One week from today life as I know it will forever be changed,,,
We are inducing next Wedneday, July 1st, at 7 in the morning. Crazy and bizarre. Everything is fine, its just my doctor will be out of town and I would feel more comfy having him there. He is like a grandpa and used to work under the doctor who delivered me forever ago. So next Wednesday, if you think about it, throw up a little prayer for everyones health and safety.
I was still going back and forth on the decision until last night which completely solidified the choice. I am sick and tired of waking up and my arms being completely numb. What is the deal with that? I sit up in bed and let my arms hang down to get feeling in them, but as soon as I lay down it goes numb again. And working with numb arms? Not the best situation to be in let me tell you. And as I am up at 3 or 4 in the morning trying to get feeling back into my arms, I look over at Ash who is out like a light. This may be a sign of things to come, when I am up with Charlie and he is out. Great.
So, this morning we made the call. I know my nights will be sleepless with a baby, but at least I will have feeling in them.

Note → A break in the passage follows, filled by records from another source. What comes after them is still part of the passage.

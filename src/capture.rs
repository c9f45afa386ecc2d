//! Edge capture shared between the GPIO interrupt and the reading task.
//!
//! The sensor sends 42 falling edges per transfer: two for the presence pulse
//! and one closing each of the 40 data bits. The time between two falling
//! edges tells a `0` from a `1`.
//!
//! All state lives behind a critical section. The interrupt side only ever
//! touches [`Accumulator`], and hands the finished data register over through
//! the completion signal, so the reader never looks at a half-filled register.

use core::cell::RefCell;
use core::ops::Deref;

use critical_section::Mutex;
use embassy_sync::blocking_mutex::raw::CriticalSectionRawMutex;
use embassy_sync::signal::Signal;
use embassy_time::{Duration, Instant};

use crate::config::BIT_THRESHOLD;

// The mask doubles as the edge counter: one position per expected edge,
// the capture is complete once it shifts out.
const FIRST_EDGE_MASK: u64 = 1 << 41;

struct Accumulator {
    mask: u64,
    data: u64,
    last_edge: Instant,
    threshold: Duration,
    armed: bool,
    leased: bool,
}

impl Accumulator {
    const fn new() -> Self {
        Accumulator {
            mask: FIRST_EDGE_MASK,
            data: 0,
            last_edge: Instant::from_ticks(0),
            threshold: BIT_THRESHOLD,
            armed: false,
            leased: false,
        }
    }

    fn reset(&mut self) {
        self.mask = FIRST_EDGE_MASK;
        self.data = 0;
        self.armed = false;
    }

    /// Returns the data register once the last expected edge arrived.
    fn record_edge(&mut self, at: Instant) -> Option<u64> {
        if !self.armed {
            return None;
        }
        let elapsed = at.checked_duration_since(self.last_edge);
        if elapsed.is_some_and(|elapsed| elapsed > self.threshold) {
            self.data |= self.mask;
        }
        self.last_edge = at;
        self.mask >>= 1;
        if self.mask == 0 {
            self.armed = false;
            Some(self.data)
        } else {
            None
        }
    }
}

/// Capture record for one sensor bus.
///
/// Usually a `static`, so the interrupt handler can reach it:
///
/// ```ignore
/// static CAPTURE: Capture = Capture::new();
///
/// #[handler]
/// fn gpio_handler() {
///     CAPTURE.on_falling_edge_now();
///     DHT_INPUT.with(|pin| pin.clear_interrupt());
/// }
/// ```
pub struct Capture {
    state: Mutex<RefCell<Accumulator>>,
    done: Signal<CriticalSectionRawMutex, u64>,
}

impl Default for Capture {
    fn default() -> Self {
        Self::new()
    }
}

impl Capture {
    pub const fn new() -> Self {
        Capture {
            state: Mutex::new(RefCell::new(Accumulator::new())),
            done: Signal::new(),
        }
    }

    /// Records a falling edge observed at `at`.
    ///
    /// Meant to be called from the interrupt handler. Edges arriving while no
    /// read is in flight are ignored.
    pub fn on_falling_edge(&self, at: Instant) {
        critical_section::with(|cs| {
            if let Some(data) = self.state.borrow_ref_mut(cs).record_edge(at) {
                self.done.signal(data);
            }
        });
    }

    /// Same as [`on_falling_edge`](Self::on_falling_edge), timestamped with
    /// [`Instant::now`].
    pub fn on_falling_edge_now(&self) {
        self.on_falling_edge(Instant::now());
    }

    /// Whether a read is currently waiting for edges.
    pub fn is_armed(&self) -> bool {
        critical_section::with(|cs| self.state.borrow_ref(cs).armed)
    }

    pub(crate) fn lease(&self) -> Option<Lease<'_>> {
        critical_section::with(|cs| {
            let mut state = self.state.borrow_ref_mut(cs);
            if state.leased {
                None
            } else {
                state.leased = true;
                Some(Lease { capture: self })
            }
        })
    }
}

/// Exclusive use of a [`Capture`] by one sensor, given back on drop.
pub(crate) struct Lease<'a> {
    capture: &'a Capture,
}

impl Deref for Lease<'_> {
    type Target = Capture;

    fn deref(&self) -> &Capture {
        self.capture
    }
}

impl Lease<'_> {
    /// Clears the register and any stale completion.
    pub(crate) fn reset(&self) {
        critical_section::with(|cs| {
            self.state.borrow_ref_mut(cs).reset();
            self.done.reset();
        });
    }

    pub(crate) fn arm(&self, threshold: Duration) {
        critical_section::with(|cs| {
            let mut state = self.state.borrow_ref_mut(cs);
            state.threshold = threshold;
            state.armed = true;
        });
    }

    /// Stops accepting edges.
    ///
    /// Shares the critical section with [`Capture::on_falling_edge`], so an
    /// edge either completes the capture before this or is dropped after it.
    pub(crate) fn disarm(&self) {
        critical_section::with(|cs| {
            self.state.borrow_ref_mut(cs).armed = false;
        });
    }

    /// Resolves with the data register of the completed capture.
    pub(crate) async fn wait(&self) -> u64 {
        self.done.wait().await
    }
}

impl Drop for Lease<'_> {
    fn drop(&mut self) {
        critical_section::with(|cs| {
            let mut state = self.capture.state.borrow_ref_mut(cs);
            state.armed = false;
            state.leased = false;
            self.capture.done.reset();
        });
    }
}

#[cfg(test)]
mod tests {
    use super::*;

    const ZERO_US: u64 = 77;
    const ONE_US: u64 = 120;

    /// Feeds 42 edges alternating short and long gaps, starting with a long one.
    /// Returns the expected register.
    fn feed_alternating(capture: &Capture, start_us: u64) -> u64 {
        let mut t = start_us;
        let mut expected = 0u64;
        for edge in 0..42 {
            let long = edge % 2 == 0;
            t += if long { ONE_US } else { ZERO_US };
            if long {
                expected |= 1 << (41 - edge);
            }
            capture.on_falling_edge(Instant::from_micros(t));
        }
        expected
    }

    #[test]
    fn accumulator_fills_one_bit_per_edge() {
        let mut acc = Accumulator::new();
        acc.armed = true;

        // 41 short gaps, then one long gap on the final edge
        let mut t = 0;
        for _ in 0..41 {
            t += ZERO_US;
            assert_eq!(acc.record_edge(Instant::from_micros(t)), None);
        }
        t += ONE_US;
        assert_eq!(acc.record_edge(Instant::from_micros(t)), Some(1));
        assert_eq!(acc.mask, 0);
        assert!(!acc.armed);
    }

    #[test]
    fn gap_equal_to_threshold_is_zero() {
        let mut acc = Accumulator::new();
        acc.armed = true;
        acc.last_edge = Instant::from_micros(1_000);

        acc.record_edge(Instant::from_micros(1_000) + BIT_THRESHOLD);
        assert_eq!(acc.data, 0);

        acc.record_edge(Instant::from_micros(1_001) + BIT_THRESHOLD * 2);
        assert_eq!(acc.data, FIRST_EDGE_MASK >> 1);
    }

    #[test]
    fn earlier_timestamp_does_not_underflow() {
        let mut acc = Accumulator::new();
        acc.armed = true;
        acc.last_edge = Instant::from_micros(5_000);

        assert_eq!(acc.record_edge(Instant::from_micros(10)), None);
        assert_eq!(acc.data, 0);
        assert_eq!(acc.last_edge, Instant::from_micros(10));
    }

    #[test]
    fn completes_exactly_on_last_edge() {
        let capture = Capture::new();
        let lease = capture.lease().unwrap();
        lease.reset();
        lease.arm(BIT_THRESHOLD);

        let mut t = 10_000;
        let mut expected = 0u64;
        for edge in 0..42 {
            assert!(!capture.done.signaled(), "completed early at edge {edge}");
            let long = edge % 3 == 0;
            t += if long { ONE_US } else { ZERO_US };
            if long {
                expected |= 1 << (41 - edge);
            }
            capture.on_falling_edge(Instant::from_micros(t));
        }

        assert!(!capture.is_armed());
        assert_eq!(capture.done.try_take(), Some(expected));
    }

    #[test]
    fn alternating_edges_produce_alternating_bits() {
        let capture = Capture::new();
        let lease = capture.lease().unwrap();
        lease.reset();
        lease.arm(BIT_THRESHOLD);

        let expected = feed_alternating(&capture, 0);
        assert_eq!(expected, 0x2AA_AAAA_AAAA);
        assert_eq!(capture.done.try_take(), Some(expected));
    }

    #[test]
    fn edges_after_completion_are_ignored() {
        let capture = Capture::new();
        let lease = capture.lease().unwrap();
        lease.reset();
        lease.arm(BIT_THRESHOLD);

        let expected = feed_alternating(&capture, 0);
        assert_eq!(capture.done.try_take(), Some(expected));

        capture.on_falling_edge(Instant::from_micros(1_000_000));
        assert!(!capture.done.signaled());
        critical_section::with(|cs| {
            let state = capture.state.borrow_ref(cs);
            assert_eq!(state.data, expected);
            assert_eq!(state.mask, 0);
        });
    }

    #[test]
    fn disarm_drops_straggler_edges() {
        let capture = Capture::new();
        let lease = capture.lease().unwrap();
        lease.reset();
        lease.arm(BIT_THRESHOLD);

        let mut t = 0;
        for _ in 0..41 {
            t += ONE_US;
            capture.on_falling_edge(Instant::from_micros(t));
        }
        lease.disarm();
        capture.on_falling_edge(Instant::from_micros(t + ONE_US));

        assert!(!capture.done.signaled());
        assert!(!capture.is_armed());
    }

    #[test]
    fn reset_restores_initial_register() {
        let capture = Capture::new();
        let lease = capture.lease().unwrap();
        lease.reset();
        lease.arm(BIT_THRESHOLD);
        feed_alternating(&capture, 0);

        lease.reset();
        assert!(!capture.done.signaled());
        critical_section::with(|cs| {
            let state = capture.state.borrow_ref(cs);
            assert_eq!(state.mask, FIRST_EDGE_MASK);
            assert_eq!(state.data, 0);
            assert!(!state.armed);
        });
    }

    #[test]
    fn unarmed_capture_ignores_edges() {
        let capture = Capture::new();
        capture.on_falling_edge(Instant::from_micros(500));
        critical_section::with(|cs| {
            let state = capture.state.borrow_ref(cs);
            assert_eq!(state.mask, FIRST_EDGE_MASK);
            assert_eq!(state.last_edge, Instant::from_ticks(0));
        });
    }

    #[test]
    fn lease_is_exclusive() {
        let capture = Capture::new();
        let lease = capture.lease();
        assert!(lease.is_some());
        assert!(capture.lease().is_none());

        drop(lease);
        assert!(capture.lease().is_some());
    }

    #[test]
    fn dropping_lease_disarms() {
        let capture = Capture::new();
        let lease = capture.lease().unwrap();
        lease.arm(BIT_THRESHOLD);
        assert!(capture.is_armed());

        drop(lease);
        assert!(!capture.is_armed());
    }
}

Another thing I miss which prompted me to make the call was simply that I miss my feet. I miss seeing them. They are literally the only body part that I like, but I havent seen them in a few months. I am assuming they are still there, and next Monday they will be treated to a nice pedicure. Cant go into the hospital with stinky feet can we?
This is my last week of work, and while I am sad to leave my patients and staff, I will enjoy the "break" for several weeks. At this point, after I finish with a patient and go to get Dr. Mark, it feels like the bottom is about to drop out of my stomach when I stand up. So I hold the bottom of my stomach as if that will somehow keep the baby in for a bit longer. Speaking of my stomach, it usually hits most patients at this point too. I can't help it that its so big. I feel like a female version of Santa Claus because when I laugh now my belly shakes like a "bowl full of jelly."
So, this is our last week to get things prepared, but mainly rest. If there is any advice for these last few days, I gladly welcome it. I am scared to do this, but I know billions upon billions have done this before me. I just cant wait to meet him-this blessed miracle God gave us. But one who also has been blocking my view of my feet for awhile now...
Maybe my next post will be from Womens Centennial Hospital next Wednesday,,,, :) wish me luck!!!
7 comments:
We will be thinking about you all!! and by the way nothing can prepare you for a little one:) God just leads you along the way! Your going to be awesome mom!!!
Good Luck Mere! You will do great! Just think about all the hard practices we went through...labor should be a piece of cake.
Audrey
We will be keeping you all in our prayers. Babies are such a miracle. Hope all goes.
Good luck Mere! We will be thinking of you next week! Induction is pretty sweet.. you won't feel a thing b/c there's PLENTY of time for that wonderful epidural to kick in. I'm with you on the feet thing. As for advice, just breathe deep, try and relax, and cherish the experience with Ashley. Charlie will be two before you turn around.
Good luck! Sleepless nights are def. in your future, but with a sweet face looking up at you it is much more tolerable! :)
Good luck girl! I'll be praying for a safe and fast delivery! Just think about 8,6,4,2's and it'll all be a breeze! Can't wait to see Mr. Charlie!
Enjoy your last night at home ALONE together!!!!!!!!! We are praying and thinking about you guys nonstop~ just awaiting our "group text" notification :). We love you Charlie!!!!!!!!!!!